Print all the entries verbatim.
────
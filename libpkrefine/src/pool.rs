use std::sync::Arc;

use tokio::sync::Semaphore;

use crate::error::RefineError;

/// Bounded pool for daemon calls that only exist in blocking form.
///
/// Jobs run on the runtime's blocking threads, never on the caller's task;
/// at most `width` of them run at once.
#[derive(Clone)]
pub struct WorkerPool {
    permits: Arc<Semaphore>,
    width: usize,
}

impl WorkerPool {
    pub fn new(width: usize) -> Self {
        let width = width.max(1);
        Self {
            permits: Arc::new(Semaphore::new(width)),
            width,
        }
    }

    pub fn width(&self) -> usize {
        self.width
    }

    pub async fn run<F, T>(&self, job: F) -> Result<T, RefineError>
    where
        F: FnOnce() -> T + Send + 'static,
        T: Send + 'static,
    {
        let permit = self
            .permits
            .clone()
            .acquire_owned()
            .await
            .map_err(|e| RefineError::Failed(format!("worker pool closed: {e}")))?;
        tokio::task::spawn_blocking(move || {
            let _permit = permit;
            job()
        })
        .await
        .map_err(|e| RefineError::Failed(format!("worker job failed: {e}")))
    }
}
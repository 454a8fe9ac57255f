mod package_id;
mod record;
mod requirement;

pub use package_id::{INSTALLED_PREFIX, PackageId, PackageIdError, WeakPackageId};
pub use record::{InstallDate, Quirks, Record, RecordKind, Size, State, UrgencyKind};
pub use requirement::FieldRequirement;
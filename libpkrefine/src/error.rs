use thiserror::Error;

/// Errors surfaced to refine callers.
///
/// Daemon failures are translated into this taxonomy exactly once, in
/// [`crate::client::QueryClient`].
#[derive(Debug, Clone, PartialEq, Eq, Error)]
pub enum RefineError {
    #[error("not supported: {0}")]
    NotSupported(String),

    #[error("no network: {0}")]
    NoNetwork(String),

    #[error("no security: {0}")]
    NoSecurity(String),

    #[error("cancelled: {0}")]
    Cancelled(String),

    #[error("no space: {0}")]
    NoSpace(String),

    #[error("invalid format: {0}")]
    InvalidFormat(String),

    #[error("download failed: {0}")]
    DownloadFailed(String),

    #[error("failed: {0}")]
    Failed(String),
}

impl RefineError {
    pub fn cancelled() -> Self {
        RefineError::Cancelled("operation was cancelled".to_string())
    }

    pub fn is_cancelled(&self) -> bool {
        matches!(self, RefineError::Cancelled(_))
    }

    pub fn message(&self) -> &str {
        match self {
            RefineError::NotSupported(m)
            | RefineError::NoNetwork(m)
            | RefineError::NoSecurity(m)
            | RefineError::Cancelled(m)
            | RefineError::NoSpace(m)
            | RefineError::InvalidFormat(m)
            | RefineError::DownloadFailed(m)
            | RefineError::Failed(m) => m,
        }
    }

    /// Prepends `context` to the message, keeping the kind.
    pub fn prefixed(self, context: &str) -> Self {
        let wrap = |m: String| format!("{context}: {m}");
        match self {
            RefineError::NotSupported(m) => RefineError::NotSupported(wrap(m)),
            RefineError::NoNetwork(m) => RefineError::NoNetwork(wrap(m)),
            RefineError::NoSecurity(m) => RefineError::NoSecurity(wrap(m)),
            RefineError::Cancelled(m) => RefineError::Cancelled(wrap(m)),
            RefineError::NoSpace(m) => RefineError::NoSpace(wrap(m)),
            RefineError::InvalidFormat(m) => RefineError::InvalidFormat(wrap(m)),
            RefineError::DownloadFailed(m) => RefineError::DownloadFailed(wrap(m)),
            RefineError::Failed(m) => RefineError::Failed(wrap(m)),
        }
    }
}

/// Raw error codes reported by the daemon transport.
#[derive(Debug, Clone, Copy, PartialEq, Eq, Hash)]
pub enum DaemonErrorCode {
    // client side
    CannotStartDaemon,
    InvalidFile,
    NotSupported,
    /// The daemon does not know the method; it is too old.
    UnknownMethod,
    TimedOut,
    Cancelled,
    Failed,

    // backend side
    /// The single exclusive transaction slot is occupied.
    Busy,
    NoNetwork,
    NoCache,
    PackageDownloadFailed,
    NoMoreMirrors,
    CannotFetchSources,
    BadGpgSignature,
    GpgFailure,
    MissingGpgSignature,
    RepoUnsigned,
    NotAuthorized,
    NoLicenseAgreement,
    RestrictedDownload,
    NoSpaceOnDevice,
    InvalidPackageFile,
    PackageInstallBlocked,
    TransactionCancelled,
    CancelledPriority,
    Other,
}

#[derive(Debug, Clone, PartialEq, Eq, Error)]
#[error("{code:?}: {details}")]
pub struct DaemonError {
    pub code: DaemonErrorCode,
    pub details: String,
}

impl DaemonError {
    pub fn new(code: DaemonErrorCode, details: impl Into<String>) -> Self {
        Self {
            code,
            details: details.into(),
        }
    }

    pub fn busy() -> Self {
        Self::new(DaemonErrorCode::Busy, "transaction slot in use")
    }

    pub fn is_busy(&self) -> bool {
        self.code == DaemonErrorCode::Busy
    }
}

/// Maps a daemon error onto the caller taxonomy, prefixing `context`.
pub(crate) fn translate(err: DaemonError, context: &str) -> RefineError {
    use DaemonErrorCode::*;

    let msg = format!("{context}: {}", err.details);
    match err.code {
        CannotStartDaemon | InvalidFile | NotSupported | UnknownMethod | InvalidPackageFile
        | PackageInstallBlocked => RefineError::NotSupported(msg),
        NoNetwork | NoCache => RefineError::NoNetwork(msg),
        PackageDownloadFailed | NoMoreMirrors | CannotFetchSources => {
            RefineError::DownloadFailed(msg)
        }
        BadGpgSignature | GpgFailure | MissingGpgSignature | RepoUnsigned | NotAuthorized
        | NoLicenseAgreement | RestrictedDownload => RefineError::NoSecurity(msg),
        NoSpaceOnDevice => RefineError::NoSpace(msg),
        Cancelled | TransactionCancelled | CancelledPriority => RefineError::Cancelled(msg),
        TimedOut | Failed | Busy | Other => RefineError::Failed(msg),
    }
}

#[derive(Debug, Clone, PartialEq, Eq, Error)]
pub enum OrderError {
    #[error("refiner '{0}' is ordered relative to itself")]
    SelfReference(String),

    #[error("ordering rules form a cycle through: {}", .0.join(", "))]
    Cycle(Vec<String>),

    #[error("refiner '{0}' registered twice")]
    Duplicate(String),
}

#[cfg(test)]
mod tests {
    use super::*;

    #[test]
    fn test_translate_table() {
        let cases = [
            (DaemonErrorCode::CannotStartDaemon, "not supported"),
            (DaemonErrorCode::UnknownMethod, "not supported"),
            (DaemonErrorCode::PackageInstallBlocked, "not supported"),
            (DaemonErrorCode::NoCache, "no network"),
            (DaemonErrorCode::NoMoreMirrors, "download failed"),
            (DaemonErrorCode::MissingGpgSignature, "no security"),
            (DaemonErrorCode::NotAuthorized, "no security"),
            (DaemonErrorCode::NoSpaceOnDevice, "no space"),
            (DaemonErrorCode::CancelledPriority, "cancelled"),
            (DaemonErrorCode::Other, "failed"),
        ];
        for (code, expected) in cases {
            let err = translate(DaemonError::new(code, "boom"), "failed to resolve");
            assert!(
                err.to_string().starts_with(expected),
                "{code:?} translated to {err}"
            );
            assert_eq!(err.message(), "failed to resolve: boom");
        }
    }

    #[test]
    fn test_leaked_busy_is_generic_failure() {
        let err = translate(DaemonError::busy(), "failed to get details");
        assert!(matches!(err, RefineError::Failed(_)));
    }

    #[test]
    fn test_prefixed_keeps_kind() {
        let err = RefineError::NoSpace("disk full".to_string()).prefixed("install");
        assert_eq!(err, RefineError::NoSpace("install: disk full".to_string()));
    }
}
────
Task response:
filename libpkrefine/src/pool.rs
use std::sync::Arc;

use tokio::sync::Semaphore;

use crate::error::RefineError;

/// Bounded pool for daemon calls that only exist in blocking form.
///
/// Jobs run on the runtime's blocking threads, never on the caller's task;
/// at most `width` of them run at once.
#[derive(Clone)]
pub struct WorkerPool {
    permits: Arc<Semaphore>,
    width: usize,
}

impl WorkerPool {
    pub fn new(width: usize) -> Self {
        let width = width.max(1);
        Self {
            permits: Arc::new(Semaphore::new(width)),
            width,
        }
    }

    pub fn width(&self) -> usize {
        self.width
    }

    pub async fn run<F, T>(&self, job: F) -> Result<T, RefineError>
    where
        F: FnOnce() -> T + Send + 'static,
        T: Send + 'static,
    {
        let permit = self
            .permits
            .clone()
            .acquire_owned()
            .await
            .map_err(|e| RefineError::Failed(format!("worker pool closed: {e}")))?;
        tokio::task::spawn_blocking(move || {
            let _permit = permit;
            job()
        })
        .await
        .map_err(|e| RefineError::Failed(format!("worker job failed: {e}")))
    }
}
repository 454a8fe9ac57255f
mod package_id;
mod record;
mod requirement;

pub use package_id::{INSTALLED_PREFIX, PackageId, PackageIdError, WeakPackageId};
pub use record::{InstallDate, Quirks, Record, RecordKind, Size, State, UrgencyKind};
pub use requirement::FieldRequirement;
filename libpkrefine/src/error.rs
use thiserror::Error;

/// Errors surfaced to refine callers.
///
/// Daemon failures are translated into this taxonomy exactly once, in
/// [`crate::client::QueryClient`].
#[derive(Debug, Clone, PartialEq, Eq, Error)]
pub enum RefineError {
    #[error("not supported: {0}")]
    NotSupported(String),

    #[error("no network: {0}")]
    NoNetwork(String),

    #[error("no security: {0}")]
    NoSecurity(String),

    #[error("cancelled: {0}")]
    Cancelled(String),

    #[error("no space: {0}")]
    NoSpace(String),

    #[error("invalid format: {0}")]
    InvalidFormat(String),

    #[error("download failed: {0}")]
    DownloadFailed(String),

    #[error("failed: {0}")]
    Failed(String),
}

impl RefineError {
    pub fn cancelled() -> Self {
        RefineError::Cancelled("operation was cancelled".to_string())
    }

    pub fn is_cancelled(&self) -> bool {
        matches!(self, RefineError::Cancelled(_))
    }

    pub fn message(&self) -> &str {
        match self {
            RefineError::NotSupported(m)
            | RefineError::NoNetwork(m)
            | RefineError::NoSecurity(m)
            | RefineError::Cancelled(m)
            | RefineError::NoSpace(m)
            | RefineError::InvalidFormat(m)
            | RefineError::DownloadFailed(m)
            | RefineError::Failed(m) => m,
        }
    }

    /// Prepends `context` to the message, keeping the kind.
    pub fn prefixed(self, context: &str) -> Self {
        let wrap = |m: String| format!("{context}: {m}");
        match self {
            RefineError::NotSupported(m) => RefineError::NotSupported(wrap(m)),
            RefineError::NoNetwork(m) => RefineError::NoNetwork(wrap(m)),
            RefineError::NoSecurity(m) => RefineError::NoSecurity(wrap(m)),
            RefineError::Cancelled(m) => RefineError::Cancelled(wrap(m)),
            RefineError::NoSpace(m) => RefineError::NoSpace(wrap(m)),
            RefineError::InvalidFormat(m) => RefineError::InvalidFormat(wrap(m)),
            RefineError::DownloadFailed(m) => RefineError::DownloadFailed(wrap(m)),
            RefineError::Failed(m) => RefineError::Failed(wrap(m)),
        }
    }
}

/// Raw error codes reported by the daemon transport.
#[derive(Debug, Clone, Copy, PartialEq, Eq, Hash)]
pub enum DaemonErrorCode {
    // client side
    CannotStartDaemon,
    InvalidFile,
    NotSupported,
    /// The daemon does not know the method; it is too old.
    UnknownMethod,
    TimedOut,
    Cancelled,
    Failed,

    // backend side
    /// The single exclusive transaction slot is occupied.
    Busy,
    NoNetwork,
    NoCache,
    PackageDownloadFailed,
    NoMoreMirrors,
    CannotFetchSources,
    BadGpgSignature,
    GpgFailure,
    MissingGpgSignature,
    RepoUnsigned,
    NotAuthorized,
    NoLicenseAgreement,
    RestrictedDownload,
    NoSpaceOnDevice,
    InvalidPackageFile,
    PackageInstallBlocked,
    TransactionCancelled,
    CancelledPriority,
    Other,
}

#[derive(Debug, Clone, PartialEq, Eq, Error)]
#[error("{code:?}: {details}")]
pub struct DaemonError {
    pub code: DaemonErrorCode,
    pub details: String,
}

impl DaemonError {
    pub fn new(code: DaemonErrorCode, details: impl Into<String>) -> Self {
        Self {
            code,
            details: details.into(),
        }
    }

    pub fn busy() -> Self {
        Self::new(DaemonErrorCode::Busy, "transaction slot in use")
    }

    pub fn is_busy(&self) -> bool {
        self.code == DaemonErrorCode::Busy
    }
}

/// Maps a daemon error onto the caller taxonomy, prefixing `context`.
pub(crate) fn translate(err: DaemonError, context: &str) -> RefineError {
    use DaemonErrorCode::*;

    let msg = format!("{context}: {}", err.details);
    match err.code {
        CannotStartDaemon | InvalidFile | NotSupported | UnknownMethod | InvalidPackageFile
        | PackageInstallBlocked => RefineError::NotSupported(msg),
        NoNetwork | NoCache => RefineError::NoNetwork(msg),
        PackageDownloadFailed | NoMoreMirrors | CannotFetchSources => {
            RefineError::DownloadFailed(msg)
        }
        BadGpgSignature | GpgFailure | MissingGpgSignature | RepoUnsigned | NotAuthorized
        | NoLicenseAgreement | RestrictedDownload => RefineError::NoSecurity(msg),
        NoSpaceOnDevice => RefineError::NoSpace(msg),
        Cancelled | TransactionCancelled | CancelledPriority => RefineError::Cancelled(msg),
        TimedOut | Failed | Busy | Other => RefineError::Failed(msg),
    }
}

#[derive(Debug, Clone, PartialEq, Eq, Error)]
pub enum OrderError {
    #[error("refiner '{0}' is ordered relative to itself")]
    SelfReference(String),

    #[error("ordering rules form a cycle through: {}", .0.join(", "))]
    Cycle(Vec<String>),

    #[error("refiner '{0}' registered twice")]
    Duplicate(String),
}

#[cfg(test)]
mod tests {
    use super::*;

    #[test]
    fn test_translate_table() {
        let cases = [
            (DaemonErrorCode::CannotStartDaemon, "not supported"),
            (DaemonErrorCode::UnknownMethod, "not supported"),
            (DaemonErrorCode::PackageInstallBlocked, "not supported"),
            (DaemonErrorCode::NoCache, "no network"),
            (DaemonErrorCode::NoMoreMirrors, "download failed"),
            (DaemonErrorCode::MissingGpgSignature, "no security"),
            (DaemonErrorCode::NotAuthorized, "no security"),
            (DaemonErrorCode::NoSpaceOnDevice, "no space"),
            (DaemonErrorCode::CancelledPriority, "cancelled"),
            (DaemonErrorCode::Other, "failed"),
        ];
        for (code, expected) in cases {
            let err = translate(DaemonError::new(code, "boom"), "failed to resolve");
            assert!(
                err.to_string().starts_with(expected),
                "{code:?} translated to {err}"
            );
            assert_eq!(err.message(), "failed to resolve: boom");
        }
    }

    #[test]
    fn test_leaked_busy_is_generic_failure() {
        let err = translate(DaemonError::busy(), "failed to get details");
        assert!(matches!(err, RefineError::Failed(_)));
    }

    #[test]
    fn test_prefixed_keeps_kind() {
        let err = RefineError::NoSpace("disk full".to_string()).prefixed("install");
        assert_eq!(err, RefineError::NoSpace("install: disk full".to_string()));
    }
}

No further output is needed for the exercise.